Pregnancy labelling bites hard for breweries

As the brewing industry approaches the 31 July transition date to mandatory pregnancy labelling, small breweries are facing the costly realities of the changes.

Faced with costs of $90,000 to replace existing can stocks, Melbourne’s Bad Shepherd Brewing has instead opted to overprint its cans with new labels.

Co-owner Diti Hales told Brews News that the alternative saves $60,000 but has other challenges for the brewery.

“The total cost of writing off the cans and ordering new cans would have been around $90,000,” Diti said.

“The over-stickering exercise is costing us $30,000, plus the potential impact of our brand perception at the shelf.

“We’ll let people know on the label and through digital and cellar door communications why we’re over-stickering however, at the shelf, there’s potentially an immediate impression of the product before they even pick it up.

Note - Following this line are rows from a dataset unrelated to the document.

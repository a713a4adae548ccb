use tracing_subscriber::{EnvFilter, Registry, layer::SubscriberExt};

use crate::Result;
use crate::error::Error;

const FALLBACK_FILTER: &str = "info";

/// Initialise tracing sur stderr, avec un filtre optionnel et un mode JSON
/// conditionnel. stdout reste réservé aux vues rendues.
///
/// # Errors
///
/// Retourne une erreur si la couche JSON est demandée alors que la
/// fonctionnalité n'est pas compilée, ou si l'installation du subscriber
/// global échoue.
pub fn init_tracing(explicit_filter: Option<&str>, use_json: bool) -> Result<()> {
    let filter = resolve_filter(explicit_filter, std::env::var("RUST_LOG").ok().as_deref())?;

    #[cfg(feature = "json-logs")]
    if use_json {
        let subscriber = Registry::default().with(filter).with(
            tracing_subscriber::fmt::layer()
                .with_writer(std::io::stderr)
                .with_target(true)
                .json()
                .flatten_event(true),
        );
        return tracing::subscriber::set_global_default(subscriber)
            .map_err(|err| Error::Telemetry(err.to_string()));
    }

    #[cfg(not(feature = "json-logs"))]
    if use_json {
        return Err(Error::Telemetry(
            "binary was built without the `json-logs` feature".to_string(),
        ));
    }

    let subscriber = Registry::default().with(filter).with(
        tracing_subscriber::fmt::layer()
            .with_writer(std::io::stderr)
            .with_target(true),
    );
    tracing::subscriber::set_global_default(subscriber)
        .map_err(|err| Error::Telemetry(err.to_string()))
}

fn resolve_filter(explicit: Option<&str>, from_env: Option<&str>) -> Result<EnvFilter> {
    explicit
        .into_iter()
        .chain(from_env)
        .chain(std::iter::once(FALLBACK_FILTER))
        .find_map(|candidate| EnvFilter::try_new(candidate).ok())
        .ok_or_else(|| Error::Telemetry("invalid log filter".to_string()))
}
#![allow(clippy::unwrap_used, clippy::expect_used)]

use std::time::Duration;

use toaster::config::Config;
use toaster::controller::{ToastController, ToastSettings};
use toaster::event::{EventBus, ShowToast};
use toaster::presentation::PresentationTable;
use toaster::timer::ManualScheduler;
use toaster::types::Level;

fn controller() -> ToastController<ManualScheduler> {
    ToastController::simulated(ToastSettings::default(), PresentationTable::classes())
}

#[test]
fn view_model_snapshot() {
    let mut toasts = controller();
    toasts.show_toast("success", "Saved");

    insta::assert_json_snapshot!(toasts.view().expect("toast shown"), @r###"
    {
      "id": 1,
      "visible": true,
      "level": "success",
      "message": "Saved",
      "icon": "heroicons:check-circle-solid",
      "style": "bg-green-50 border border-green-200 text-green-800"
    }
    "###);
}

#[test]
fn every_level_maps_to_its_presentation() {
    let toasts = controller();
    let expected = [
        ("success", "heroicons:check-circle-solid", "green"),
        ("error", "heroicons:x-circle-solid", "red"),
        ("warning", "heroicons:exclamation-triangle-solid", "amber"),
        ("info", "heroicons:information-circle-solid", "blue"),
        ("notice", "heroicons:information-circle-solid", "blue"),
    ];
    for (level, icon, colour) in expected {
        let presentation = toasts.presentation_for(level);
        assert_eq!(presentation.icon, icon);
        assert!(presentation.style.contains(colour), "{level} should be {colour}");
    }
}

#[test]
fn full_lifecycle_on_simulated_clock() {
    let mut toasts = controller();
    toasts.show_toast("warning", "Quota at 90%");

    toasts.advance(Duration::from_millis(5_000));
    let hiding = toasts.view().expect("toast still present while fading");
    assert!(!hiding.visible);
    assert_eq!(hiding.level, Level::Warning);

    toasts.advance(Duration::from_millis(300));
    assert!(toasts.view().is_none());
}

#[test]
fn bus_events_drive_the_controller() {
    let bus = EventBus::default();
    let mut toasts = controller();
    toasts.initialize(&bus);

    bus.publish(ShowToast::new("success", "Saved"));
    bus.publish(ShowToast::new("error", "Failed"));
    assert_eq!(toasts.pump_events(), 2);

    let view = toasts.view().expect("latest toast shown");
    assert_eq!((view.level, view.message.as_str()), (Level::Error, "Failed"));
    assert_eq!(toasts.scheduler().pending(), 1);

    toasts.advance(Duration::from_millis(4_000));
    bus.publish(ShowToast::new("lol", "Unknown level"));
    toasts.pump_events();
    toasts.advance(Duration::from_millis(4_000));
    let view = toasts.view().expect("replacement still visible");
    assert!(view.visible);
    assert_eq!(view.level, Level::Info);
}

#[test]
fn configured_table_feeds_the_controller() {
    let config = Config::from_toml_str(
        r#"
        [toast]
        display_for = "1s"
        fade_out = "100ms"

        [presentation]
        scheme = "inline"

        [presentation.overrides.error]
        icon = "lucide:octagon-x"
        "#,
    )
    .expect("valid config");

    let mut toasts = ToastController::simulated(config.toast, config.presentation_table());
    toasts.show_toast("error", "Boom");
    let view = toasts.view().expect("toast shown");
    assert_eq!(view.icon, "lucide:octagon-x");
    assert!(view.style.starts_with("background-color:#fef2f2"));

    toasts.advance(Duration::from_millis(1_100));
    assert!(toasts.view().is_none());
}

“This is obviously very hard to quantify.”

Hales said that while the brewery supports education about responsible drinking and the related risks of alcohol, the decision seems piecemeal.

“We believe that risks of consumption of alcohol when pregnant is not the only risk area to communicate and it’s interesting the health warning is only focussed on this segment of the drinking population,” she said.

“The impact of consumption of alcohol on mental health, domestic violence, cancer, liver damage etc seems to have been overlooked in this regard.

“Also the execution of this rollout was applied without due consideration for the financial impact to small businesses who now have to spend tens of thousands of dollars updating their can artwork – likely with future changes coming again soon such as nutritional information panels.”

She said it is just another cost that breweries have to find somehow to stay compliant.

“It is off the back of CDS [container deposit schemes], back-to-back unprecedented increases to excise, grain prices increasing between 10-15%, rising utility costs, CPI related increases across the board across the supply chain and continues wage pressures – all the while margins continue to shrink,” Diti said.

While the brewery has worn the costs of over-labelling its cans, Diti said the challenge now is to communicate with stockists and beer drinkers to try to avoid fallout from the impression the cans may have.

The brewery has embarked on a consumer campaign to explain the reasons for the labels, including information on its website.

“Rather than destroy thousands of unused pre-printed cans, we’ve decided to re-purpose them for different products, with a new updated label sticker and of course, refreshing fresh beer,” the post says.

“We think this is the most sustainably responsible solution to this problem, from both an environmental and financial point of view.

“A new label, stuck over a printed can. It might look a little odd, but it’s helping keep the price of our product down and avoiding waste. We think that’s a solid win for us, you, and the environment.”